A Companhia de Desenvolvimento Econômico de Ribeirão Preto (Coderp) desenvolveu um software de georreferenciamento que permitirá mapear os casos positivos de coronavírus por toda a cidade. A ideia do software é identificar com mais precisão e rapidez as pessoas infectadas pelo vírus, aprimorando as ações de combate a doença.

Com o sistema, agora é possível, com base no mapeamento de todos os casos, o controle e o monitoramento mais eficaz da evolução dos casos de coronavírus na cidade. “O sistema permite a localização do paciente com endereço e dados como resultados de exames feito pelos laboratórios, data de nascimento, ocorrência de casos por faixa etária, região de concertação maior ou menor na cidade. Desta forma, a Secretaria de Saúde pode validar essas informações, mapear os casos no georreferenciamento e traçar estratégias no combate”, afirmou Bento dos Santos Filho, analista de sistemas da Coderp.

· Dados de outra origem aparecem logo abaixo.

use crate::charset::CharacterClass;
use crate::ignore::IgnoreCharacter;
use serde::Deserialize;
use std::path::Path;

pub const MIN_LENGTH: usize = 3;
pub const MAX_LENGTH: usize = 512;
pub const DEFAULT_LENGTH: usize = 32;
/// Minimum trimmed character count of a non-empty custom pool.
pub const MIN_CUSTOM_CHARACTERS: usize = 5;

/// Parameters of a password generator.
///
/// Parsing a config never validates it; `PasswordGenerator::new` does.
#[derive(Deserialize, Debug, Clone, PartialEq, Eq)]
#[serde(rename_all = "kebab-case")]
#[serde(deny_unknown_fields)]
pub struct PasswordConfig {
    /// Explicit pool that replaces class-based generation when non-empty.
    #[serde(default)]
    pub custom_characters: String,
    #[serde(default = "default_length")]
    pub length: usize,
    #[serde(default = "default_enabled")]
    pub use_numbers: bool,
    #[serde(default = "default_enabled")]
    pub use_lowercase: bool,
    #[serde(default = "default_enabled")]
    pub use_uppercase: bool,
    #[serde(default = "default_enabled")]
    pub use_symbols: bool,
    #[serde(default)]
    pub ignore_characters: Vec<IgnoreCharacter>,
}

pub fn default_length() -> usize {
    DEFAULT_LENGTH
}

fn default_enabled() -> bool {
    true
}

impl Default for PasswordConfig {
    fn default() -> Self {
        Self {
            custom_characters: String::new(),
            length: default_length(),
            use_numbers: default_enabled(),
            use_lowercase: default_enabled(),
            use_uppercase: default_enabled(),
            use_symbols: default_enabled(),
            ignore_characters: Vec::new(),
        }
    }
}

impl PasswordConfig {
    pub fn is_class_enabled(&self, class: CharacterClass) -> bool {
        match class {
            CharacterClass::Numbers => self.use_numbers,
            CharacterClass::Lowercase => self.use_lowercase,
            CharacterClass::Uppercase => self.use_uppercase,
            CharacterClass::Symbols => self.use_symbols,
        }
    }

    /// Returns `true` if no built-in class is enabled.
    pub fn no_class_enabled(&self) -> bool {
        !CharacterClass::ALL
            .iter()
            .any(|class| self.is_class_enabled(*class))
    }

    pub fn from_toml_str(content: &str) -> Result<Self, anyhow::Error> {
        toml::from_str(content).map_err(|e| anyhow::anyhow!("Failed to parse TOML config: {}", e))
    }

    pub fn load_from_file(path: &Path) -> Result<Self, anyhow::Error> {
        let content = std::fs::read_to_string(path)
            .map_err(|e| anyhow::anyhow!("Failed to read config file at {:?}: {}", path, e))?;

        let config: PasswordConfig = toml::from_str(&content).map_err(|e| {
            anyhow::anyhow!("Failed to parse TOML from config file {:?}: {}", path, e)
        })?;

        Ok(config)
    }
}

#[cfg(test)]
mod tests {
    use super::*;
    use crate::ignore::IgnoreSet;
    use std::io::Write;
    use tempfile::NamedTempFile;

    #[test]
    fn empty_document_yields_defaults() {
        let config = PasswordConfig::from_toml_str("").unwrap();
        assert_eq!(config, PasswordConfig::default());
        assert_eq!(config.length, 32);
        assert!(config.custom_characters.is_empty());
        assert!(CharacterClass::ALL.iter().all(|c| config.is_class_enabled(*c)));
    }

    #[test]
    fn parses_kebab_case_fields() {
        let config = PasswordConfig::from_toml_str(
            r#"
            length = 15
            use-lowercase = false
            use-symbols = false
            ignore-characters = [1, 2, "A"]
            "#,
        )
        .unwrap();

        assert_eq!(config.length, 15);
        assert!(config.use_numbers);
        assert!(!config.use_lowercase);
        assert!(config.use_uppercase);
        assert!(!config.use_symbols);
        assert_eq!(
            config.ignore_characters,
            vec![
                IgnoreCharacter::Digit(1),
                IgnoreCharacter::Digit(2),
                IgnoreCharacter::Char('A'),
            ]
        );
    }

    #[test]
    fn unknown_fields_are_rejected() {
        let err = PasswordConfig::from_toml_str("lenght = 12").unwrap_err();
        assert!(err.to_string().contains("Failed to parse TOML config"));
    }

    #[test]
    fn invalid_ignore_entries_are_rejected() {
        assert!(PasswordConfig::from_toml_str("ignore-characters = [1.5]").is_err());
        assert!(PasswordConfig::from_toml_str("ignore-characters = [false]").is_err());
    }

    #[test]
    fn large_integer_ignore_entries_load_and_are_dropped() {
        let config = PasswordConfig::from_toml_str("ignore-characters = [300, 1]").unwrap();
        assert_eq!(
            config.ignore_characters,
            vec![IgnoreCharacter::Digit(300), IgnoreCharacter::Digit(1)]
        );

        let set = IgnoreSet::from_entries(config.ignore_characters.iter().copied());
        assert_eq!(set.iter().collect::<Vec<_>>(), vec!['1']);
    }

    #[test]
    fn no_class_enabled_only_when_all_flags_are_off() {
        let mut config = PasswordConfig {
            use_numbers: false,
            use_lowercase: false,
            use_uppercase: false,
            use_symbols: false,
            ..PasswordConfig::default()
        };
        assert!(config.no_class_enabled());
        config.use_symbols = true;
        assert!(!config.no_class_enabled());
    }

    #[test]
    fn load_from_file_reads_toml() {
        let mut file = NamedTempFile::new().unwrap();
        writeln!(file, "custom-characters = \"abcdef\"\nlength = 40").unwrap();

        let config = PasswordConfig::load_from_file(file.path()).unwrap();
        assert_eq!(config.custom_characters, "abcdef");
        assert_eq!(config.length, 40);
    }

    #[test]
    fn load_from_missing_file_reports_path() {
        let dir = tempfile::tempdir().unwrap();
        let missing = dir.path().join("absent.toml");
        let err = PasswordConfig::load_from_file(&missing).unwrap_err();
        assert!(err.to_string().contains("Failed to read config file"));
    }
}
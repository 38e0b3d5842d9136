//! 複数形接尾辞の予測
//!
//! トルコ語の複数形接尾辞 `-lAr` は、語幹の最後の母音の前後位置に従って
//! `lar`（後舌）か `ler`（前舌）のいずれかで実現されます。

use std::fmt;
use std::str::FromStr;

use crate::vowel::{classify, Backness};

/// 複数形接尾辞の表層形
#[derive(Clone, Copy, Debug, PartialEq, Eq, Hash)]
pub enum PluralSuffix {
    /// 後舌母音に続く `lar`
    Lar,
    /// 前舌母音に続く `ler`
    Ler,
}

impl PluralSuffix {
    /// 接尾辞の文字列を返します。
    pub const fn as_str(self) -> &'static str {
        match self {
            Self::Lar => "lar",
            Self::Ler => "ler",
        }
    }

    /// 母音の前後位置に調和する接尾辞を返します。
    pub const fn harmonizing_with(backness: Backness) -> Self {
        match backness {
            Backness::Back => Self::Lar,
            Backness::Front => Self::Ler,
        }
    }
}

impl fmt::Display for PluralSuffix {
    fn fmt(&self, f: &mut fmt::Formatter<'_>) -> fmt::Result {
        f.write_str(self.as_str())
    }
}

impl FromStr for PluralSuffix {
    type Err = &'static str;

    /// 文字列が `lar` または `ler` と完全に一致する場合のみ成功します。
    fn from_str(s: &str) -> Result<Self, Self::Err> {
        match s {
            "lar" => Ok(Self::Lar),
            "ler" => Ok(Self::Ler),
            _ => Err("Not a plural suffix"),
        }
    }
}

/// 見出し語に調和する複数形接尾辞を予測します。
///
/// 見出し語を末尾から走査し、最初に見つかった母音の前後位置だけで決定します。
/// 調和の連鎖は考慮しません。
///
/// # 引数
///
/// * `lemma` - 見出し語
///
/// # 戻り値
///
/// 予測された接尾辞。母音を含まない見出し語（空文字列を含む）では `None`
///
/// # 例
///
/// ```
/// use harmony::suffix::{predict_suffix, PluralSuffix};
///
/// assert_eq!(Some(PluralSuffix::Lar), predict_suffix("kitap"));
/// assert_eq!(Some(PluralSuffix::Ler), predict_suffix("ev"));
/// assert_eq!(None, predict_suffix("krş"));
/// ```
pub fn predict_suffix(lemma: &str) -> Option<PluralSuffix> {
    lemma
        .chars()
        .rev()
        .find_map(classify)
        .map(|v| PluralSuffix::harmonizing_with(v.backness))
}

/// 推論形から見出し語の後ろに付いた部分を切り出します。
///
/// モデルが見出し語を変えずに接尾辞を付加したことが前提です。
/// 見出し語が推論形の接頭辞でない場合（モデルが語幹を変えた場合）は
/// 誤った位置で切り出さずに `None` を返します。
///
/// # 引数
///
/// * `form` - 推論形
/// * `lemma` - 見出し語
///
/// # 戻り値
///
/// 見出し語より後ろの部分文字列。前提が成り立たない場合は `None`
pub fn split_suffix<'a>(form: &'a str, lemma: &str) -> Option<&'a str> {
    form.strip_prefix(lemma)
}

#[cfg(test)]
mod tests {
    use super::*;

    #[test]
    fn test_predict_suffix() {
        assert_eq!(Some(PluralSuffix::Lar), predict_suffix("kitap"));
        assert_eq!(Some(PluralSuffix::Ler), predict_suffix("ev"));
        assert_eq!(Some(PluralSuffix::Ler), predict_suffix("göz"));
        assert_eq!(Some(PluralSuffix::Lar), predict_suffix("kız"));
        assert_eq!(Some(PluralSuffix::Lar), predict_suffix("okul"));
    }

    #[test]
    fn test_predict_suffix_last_vowel_wins() {
        // "kalem": a ... e
        assert_eq!(Some(PluralSuffix::Ler), predict_suffix("kalem"));
        // "silgi" ends in a vowel
        assert_eq!(Some(PluralSuffix::Ler), predict_suffix("silgi"));
        // "otomobil": o ... i
        assert_eq!(Some(PluralSuffix::Ler), predict_suffix("otomobil"));
        // "bisiklet" vs "saat"
        assert_eq!(Some(PluralSuffix::Ler), predict_suffix("bisiklet"));
        assert_eq!(Some(PluralSuffix::Lar), predict_suffix("saat"));
    }

    #[test]
    fn test_predict_suffix_without_vowel() {
        assert_eq!(None, predict_suffix(""));
        assert_eq!(None, predict_suffix("krş"));
        assert_eq!(None, predict_suffix("TV"));
    }

    #[test]
    fn test_plural_suffix_from_str() {
        assert_eq!(Ok(PluralSuffix::Lar), "lar".parse());
        assert_eq!(Ok(PluralSuffix::Ler), "ler".parse());
        assert!("".parse::<PluralSuffix>().is_err());
        assert!("leri".parse::<PluralSuffix>().is_err());
        assert!("Lar".parse::<PluralSuffix>().is_err());
    }

    #[test]
    fn test_split_suffix() {
        assert_eq!(Some("lar"), split_suffix("kitaplar", "kitap"));
        assert_eq!(Some(""), split_suffix("ev", "ev"));
        assert_eq!(Some("leri"), split_suffix("evleri", "ev"));
        assert_eq!(None, split_suffix("kitabı", "kitap"));
        assert_eq!(None, split_suffix("ev", "evler"));
    }
}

A ferramenta, que é abastecida com dados da Secretaria Municipal da Saúde, permitirá contabilizar os exames feitos e localizar onde essas pessoas residem. O sistema cruza as informações e projeta os dados no mapa da cidade. “Cada pontinho vermelho na tela do programa, abastecido permanentemente, é um caso positivo na cidade, portanto, o programa auxilia com muito mais exatidão as ações da Vigilância Epidemiológica que deverão ser tomadas, e agora que começamos a fazer exames para síndromes gripais nas unidades de saúde, conseguimos detectar casos leves, que até pouco tempo atrás recebiam a orientação de ficar em casa para não haver risco de contágio. Teremos condições de fazer os testes e descobrir, dessas gripes simples, quantas são Covid-19”, explica Sandro Scarpelini, secretário da saúde de Ribeirão Preto.

O titular da pasta ainda complementa que nos locais que usaram a ferramenta tecnológica e conseguiram ter autonomia na realização de exames, como Nova Iorque, foi possível associar as informações e as ações. “A partir desse cruzamento é que foi possível começar a liberação paulatinamente das atividades e, ao mesmo tempo, identificar as pessoas que estão infectadas para que, dessa forma, fiquem isoladas, com acompanhamento da secretaria. São coisas que precisam andar paralelamente, o aumento da nossa capacidade de localização precoce das pessoas que têm o vírus e isola-las. Assim, aos poucos, poderemos propor a liberação das atividades da população”, encerrou.